Task to carry out → Your task is to transcribe the data in full.

Saved entries →
Segment Open

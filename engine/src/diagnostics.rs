//! Recoverable data-quality diagnostics.
//!
//! The engine keeps converting after any of these; they are collected in
//! [`Diagnostics`] and mirrored to `tracing` at the matching level.

use std::fmt;

/// Severity of a diagnostic.
#[derive(Debug, Clone, Copy, PartialEq, Eq, PartialOrd, Ord)]
pub enum Severity {
    /// Informational; nothing is wrong with the output.
    Info,
    /// The output is complete but possibly ambiguous.
    Warning,
    /// The output lacks information it should have.
    Error,
}

/// Kind of recoverable condition.
#[derive(Debug, Clone, Copy, PartialEq, Eq)]
pub enum DiagnosticKind {
    /// No activity phrase matched a step description.
    MissingClassification,
    /// More than one activity class matched a step description.
    AmbiguousClassification,
    /// A step's time cell is not `HH:MM`.
    UnparsableStartTime,
    /// A catalog item has no metadata table.
    MissingTable,
    /// A catalog item's metadata table has no `ontology-item` row.
    NoOntologyRow,
    /// A catalog item's metadata table has a row nobody handles.
    UnhandledItemRow,
    /// A package file has no known content type.
    UnknownContentType,
    /// A quantity typed as non-negative integer was written otherwise.
    NonIntegerQuantity,
    /// A catalog item names an external identifier that is not an absolute IRI.
    InvalidIri,
}

impl DiagnosticKind {
    /// Default severity of this kind.
    #[must_use]
    pub fn severity(self) -> Severity {
        match self {
            DiagnosticKind::MissingClassification
            | DiagnosticKind::MissingTable
            | DiagnosticKind::NoOntologyRow
            | DiagnosticKind::InvalidIri => Severity::Error,
            DiagnosticKind::AmbiguousClassification
            | DiagnosticKind::UnparsableStartTime
            | DiagnosticKind::NonIntegerQuantity => Severity::Warning,
            DiagnosticKind::UnhandledItemRow | DiagnosticKind::UnknownContentType => {
                Severity::Info
            }
        }
    }
}

impl fmt::Display for DiagnosticKind {
    fn fmt(&self, f: &mut fmt::Formatter<'_>) -> fmt::Result {
        f.write_str(match self {
            DiagnosticKind::MissingClassification => "missing-classification",
            DiagnosticKind::AmbiguousClassification => "ambiguous-classification",
            DiagnosticKind::UnparsableStartTime => "unparsable-start-time",
            DiagnosticKind::MissingTable => "missing-table",
            DiagnosticKind::NoOntologyRow => "no-ontology-row",
            DiagnosticKind::UnhandledItemRow => "unhandled-item-row",
            DiagnosticKind::UnknownContentType => "unknown-content-type",
            DiagnosticKind::NonIntegerQuantity => "non-integer-quantity",
            DiagnosticKind::InvalidIri => "invalid-iri",
        })
    }
}

/// One recoverable condition.
#[derive(Debug, Clone)]
pub struct Diagnostic {
    /// What happened.
    pub kind: DiagnosticKind,
    /// How bad it is.
    pub severity: Severity,
    /// Identifier of the node concerned.
    pub subject: String,
    /// Human-readable message.
    pub message: String,
}

impl fmt::Display for Diagnostic {
    fn fmt(&self, f: &mut fmt::Formatter<'_>) -> fmt::Result {
        write!(f, "[{}] {}: {}", self.kind, self.subject, self.message)
    }
}

/// Diagnostics collected during one conversion, in emission order.
#[derive(Debug, Default, Clone)]
pub struct Diagnostics {
    /// All diagnostics.
    pub entries: Vec<Diagnostic>,
}

impl Diagnostics {
    /// Creates an empty collection.
    #[must_use]
    pub fn new() -> Self {
        Self::default()
    }

    /// Records a diagnostic and logs it.
    pub fn report(
        &mut self,
        kind: DiagnosticKind,
        subject: impl Into<String>,
        message: impl Into<String>,
    ) {
        let diagnostic = Diagnostic {
            kind,
            severity: kind.severity(),
            subject: subject.into(),
            message: message.into(),
        };
        match diagnostic.severity {
            Severity::Info => tracing::debug!(kind = %kind, subject = %diagnostic.subject, "{}", diagnostic.message),
            Severity::Warning => tracing::warn!(kind = %kind, subject = %diagnostic.subject, "{}", diagnostic.message),
            Severity::Error => tracing::error!(kind = %kind, subject = %diagnostic.subject, "{}", diagnostic.message),
        }
        self.entries.push(diagnostic);
    }

    /// Appends all entries of another collection.
    pub fn extend(&mut self, other: Diagnostics) {
        self.entries.extend(other.entries);
    }

    /// Number of diagnostics of `kind`.
    #[must_use]
    pub fn count(&self, kind: DiagnosticKind) -> usize {
        self.entries.iter().filter(|d| d.kind == kind).count()
    }

    /// Number of error-level diagnostics.
    #[must_use]
    pub fn error_count(&self) -> usize {
        self.entries
            .iter()
            .filter(|d| d.severity == Severity::Error)
            .count()
    }

    /// Number of warning-level diagnostics.
    #[must_use]
    pub fn warning_count(&self) -> usize {
        self.entries
            .iter()
            .filter(|d| d.severity == Severity::Warning)
            .count()
    }

    /// Returns true if nothing was reported.
    #[must_use]
    pub fn is_empty(&self) -> bool {
        self.entries.is_empty()
    }
}

#[cfg(test)]
mod tests {
    use super::*;

    #[test]
    fn counts_by_kind_and_severity() {
        let mut d = Diagnostics::new();
        d.report(DiagnosticKind::MissingClassification, "step/1", "no activity");
        d.report(DiagnosticKind::AmbiguousClassification, "step/2", "two activities");
        d.report(DiagnosticKind::AmbiguousClassification, "step/3", "two activities");
        d.report(DiagnosticKind::UnhandledItemRow, "item/1", "row 'notes'");
        assert_eq!(d.count(DiagnosticKind::AmbiguousClassification), 2);
        assert_eq!(d.error_count(), 1);
        assert_eq!(d.warning_count(), 2);
    }

    #[test]
    fn display_names_kind_and_subject() {
        let mut d = Diagnostics::new();
        d.report(DiagnosticKind::UnparsableStartTime, "prep/1", "\"soon\"");
        assert_eq!(d.entries[0].to_string(), "[unparsable-start-time] prep/1: \"soon\"");
    }
}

Segment Closed

Answer space →
filename engine/src/diagnostics.rs
//! Recoverable data-quality diagnostics.
//!
//! The engine keeps converting after any of these; they are collected in
//! [`Diagnostics`] and mirrored to `tracing` at the matching level.

use std::fmt;

/// Severity of a diagnostic.
#[derive(Debug, Clone, Copy, PartialEq, Eq, PartialOrd, Ord)]
pub enum Severity {
    /// Informational; nothing is wrong with the output.
    Info,
    /// The output is complete but possibly ambiguous.
    Warning,
    /// The output lacks information it should have.
    Error,
}

/// Kind of recoverable condition.
#[derive(Debug, Clone, Copy, PartialEq, Eq)]
pub enum DiagnosticKind {
    /// No activity phrase matched a step description.
    MissingClassification,
    /// More than one activity class matched a step description.
    AmbiguousClassification,
    /// A step's time cell is not `HH:MM`.
    UnparsableStartTime,
    /// A catalog item has no metadata table.
    MissingTable,
    /// A catalog item's metadata table has no `ontology-item` row.
    NoOntologyRow,
    /// A catalog item's metadata table has a row nobody handles.
    UnhandledItemRow,
    /// A package file has no known content type.
    UnknownContentType,
    /// A quantity typed as non-negative integer was written otherwise.
    NonIntegerQuantity,
    /// A catalog item names an external identifier that is not an absolute IRI.
    InvalidIri,
}

impl DiagnosticKind {
    /// Default severity of this kind.
    #[must_use]
    pub fn severity(self) -> Severity {
        match self {
            DiagnosticKind::MissingClassification
            | DiagnosticKind::MissingTable
            | DiagnosticKind::NoOntologyRow
            | DiagnosticKind::InvalidIri => Severity::Error,
            DiagnosticKind::AmbiguousClassification
            | DiagnosticKind::UnparsableStartTime
            | DiagnosticKind::NonIntegerQuantity => Severity::Warning,
            DiagnosticKind::UnhandledItemRow | DiagnosticKind::UnknownContentType => {
                Severity::Info
            }
        }
    }
}

impl fmt::Display for DiagnosticKind {
    fn fmt(&self, f: &mut fmt::Formatter<'_>) -> fmt::Result {
        f.write_str(match self {
            DiagnosticKind::MissingClassification => "missing-classification",
            DiagnosticKind::AmbiguousClassification => "ambiguous-classification",
            DiagnosticKind::UnparsableStartTime => "unparsable-start-time",
            DiagnosticKind::MissingTable => "missing-table",
            DiagnosticKind::NoOntologyRow => "no-ontology-row",
            DiagnosticKind::UnhandledItemRow => "unhandled-item-row",
            DiagnosticKind::UnknownContentType => "unknown-content-type",
            DiagnosticKind::NonIntegerQuantity => "non-integer-quantity",
            DiagnosticKind::InvalidIri => "invalid-iri",
        })
    }
}

/// One recoverable condition.
#[derive(Debug, Clone)]
pub struct Diagnostic {
    /// What happened.
    pub kind: DiagnosticKind,
    /// How bad it is.
    pub severity: Severity,
    /// Identifier of the node concerned.
    pub subject: String,
    /// Human-readable message.
    pub message: String,
}

impl fmt::Display for Diagnostic {
    fn fmt(&self, f: &mut fmt::Formatter<'_>) -> fmt::Result {
        write!(f, "[{}] {}: {}", self.kind, self.subject, self.message)
    }
}

/// Diagnostics collected during one conversion, in emission order.
#[derive(Debug, Default, Clone)]
pub struct Diagnostics {
    /// All diagnostics.
    pub entries: Vec<Diagnostic>,
}

impl Diagnostics {
    /// Creates an empty collection.
    #[must_use]
    pub fn new() -> Self {
        Self::default()
    }

    /// Records a diagnostic and logs it.
    pub fn report(
        &mut self,
        kind: DiagnosticKind,
        subject: impl Into<String>,
        message: impl Into<String>,
    ) {
        let diagnostic = Diagnostic {
            kind,
            severity: kind.severity(),
            subject: subject.into(),
            message: message.into(),
        };
        match diagnostic.severity {
            Severity::Info => tracing::debug!(kind = %kind, subject = %diagnostic.subject, "{}", diagnostic.message),
            Severity::Warning => tracing::warn!(kind = %kind, subject = %diagnostic.subject, "{}", diagnostic.message),
            Severity::Error => tracing::error!(kind = %kind, subject = %diagnostic.subject, "{}", diagnostic.message),
        }
        self.entries.push(diagnostic);
    }

    /// Appends all entries of another collection.
    pub fn extend(&mut self, other: Diagnostics) {
        self.entries.extend(other.entries);
    }

    /// Number of diagnostics of `kind`.
    #[must_use]
    pub fn count(&self, kind: DiagnosticKind) -> usize {
        self.entries.iter().filter(|d| d.kind == kind).count()
    }

    /// Number of error-level diagnostics.
    #[must_use]
    pub fn error_count(&self) -> usize {
        self.entries
            .iter()
            .filter(|d| d.severity == Severity::Error)
            .count()
    }

    /// Number of warning-level diagnostics.
    #[must_use]
    pub fn warning_count(&self) -> usize {
        self.entries
            .iter()
            .filter(|d| d.severity == Severity::Warning)
            .count()
    }

    /// Returns true if nothing was reported.
    #[must_use]
    pub fn is_empty(&self) -> bool {
        self.entries.is_empty()
    }
}

#[cfg(test)]
mod tests {
    use super::*;

    #[test]
    fn counts_by_kind_and_severity() {
        let mut d = Diagnostics::new();
        d.report(DiagnosticKind::MissingClassification, "step/1", "no activity");
        d.report(DiagnosticKind::AmbiguousClassification, "step/2", "two activities");
        d.report(DiagnosticKind::AmbiguousClassification, "step/3", "two activities");
        d.report(DiagnosticKind::UnhandledItemRow, "item/1", "row 'notes'");
        assert_eq!(d.count(DiagnosticKind::AmbiguousClassification), 2);
        assert_eq!(d.error_count(), 1);
        assert_eq!(d.warning_count(), 2);
    }

    #[test]
    fn display_names_kind_and_subject() {
        let mut d = Diagnostics::new();
        d.report(DiagnosticKind::UnparsableStartTime, "prep/1", "\"soon\"");
        assert_eq!(d.entries[0].to_string(), "[unparsable-start-time] prep/1: \"soon\"");
    }
}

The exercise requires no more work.